[PROBLEM DETAILS] Your answer should be every line below that includes the word "Option".

--- RECORDS FOR THE TASK ---

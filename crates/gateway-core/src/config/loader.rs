//! Configuration loader
//!
//! Precedence, lowest to highest: environment defaults, config file,
//! `GATEWAY_*` environment variables.

use super::env_loader::apply_env_overrides;
use super::environment::RuntimeEnvironment;
use super::file_loader::{ConfigOverlay, load_from_file};
use super::gateway_config::GatewayConfig;
use crate::error::{GatewayError, GatewayResult};
use std::path::{Path, PathBuf};

#[derive(Debug, Clone, Default)]
pub struct ConfigLoader {
    file: Option<PathBuf>,
    use_env: bool,
}

impl ConfigLoader {
    pub fn new() -> Self {
        Self::default()
    }

    pub fn with_file<P: AsRef<Path>>(mut self, path: P) -> Self {
        self.file = Some(path.as_ref().to_path_buf());
        self
    }

    pub fn with_env(mut self) -> Self {
        self.use_env = true;
        self
    }

    /// Load against the process environment
    pub fn load(self) -> GatewayResult<GatewayConfig> {
        self.load_with(|name| std::env::var(name).ok())
    }

    /// Load with a caller-supplied environment lookup
    pub fn load_with<F>(self, lookup: F) -> GatewayResult<GatewayConfig>
    where
        F: Fn(&str) -> Option<String>,
    {
        let overlay = match &self.file {
            Some(path) => load_from_file(path)?,
            None => ConfigOverlay::default(),
        };

        let env_override = if self.use_env {
            lookup(RuntimeEnvironment::ENV_VAR)
                .filter(|v| !v.trim().is_empty())
                .map(|value| {
                    value.parse::<RuntimeEnvironment>().map_err(|e| {
                        GatewayError::config_with_context(
                            format!("Invalid {} value", RuntimeEnvironment::ENV_VAR),
                            e,
                        )
                    })
                })
                .transpose()?
        } else {
            None
        };
        let environment = env_override
            .or(overlay.environment)
            .unwrap_or_default();
        tracing::debug!(environment = %environment, "loading gateway configuration");

        let mut config = GatewayConfig::for_environment(environment);
        overlay.apply(&mut config);
        if self.use_env {
            apply_env_overrides(&mut config, &lookup)?;
        }

        config.validate()?;
        Ok(config)
    }
}

#[cfg(test)]
mod tests {
    use super::*;
    use crate::types::ProviderKind;
    use std::time::Duration;
    use tempfile::TempDir;

    #[test]
    fn test_defaults_only() {
        let config = ConfigLoader::new().load_with(|_| None).unwrap();
        assert_eq!(config.environment, RuntimeEnvironment::Production);
        assert_eq!(config.timeouts.request, Duration::from_secs(10));
    }

    #[test]
    fn test_env_beats_file() {
        let dir = TempDir::new().unwrap();
        let path = dir.path().join("gateway.toml");
        std::fs::write(
            &path,
            "environment = \"production\"\nfallback_order = [\"kimi\"]\n",
        )
        .unwrap();

        let config = ConfigLoader::new()
            .with_file(&path)
            .with_env()
            .load_with(|name| match name {
                "GATEWAY_ENV" => Some("development".to_string()),
                "GATEWAY_FALLBACK_ORDER" => Some("gemini".to_string()),
                _ => None,
            })
            .unwrap();

        assert_eq!(config.environment, RuntimeEnvironment::Development);
        assert_eq!(config.timeouts.generation, Duration::from_secs(25));
        assert_eq!(config.fallback_order, vec![ProviderKind::Gemini]);
    }

    #[test]
    fn test_file_environment_used_without_env() {
        let dir = TempDir::new().unwrap();
        let path = dir.path().join("gateway.json");
        std::fs::write(&path, r#"{"environment": "development"}"#).unwrap();

        let config = ConfigLoader::new()
            .with_file(&path)
            .load_with(|_| Some("production".to_string()))
            .unwrap();
        assert_eq!(config.environment, RuntimeEnvironment::Development);
    }

    #[test]
    fn test_invalid_result_fails_validation() {
        let err = ConfigLoader::new()
            .with_env()
            .load_with(|name| (name == "GATEWAY_STREAM_CHUNK_SIZE").then(|| "0".to_string()))
            .unwrap_err();
        assert!(matches!(err, GatewayError::Configuration { .. }));
    }
}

---

[TASK ANSWER]
    file: Option<PathBuf>,
        F: Fn(&str) -> Option<String>,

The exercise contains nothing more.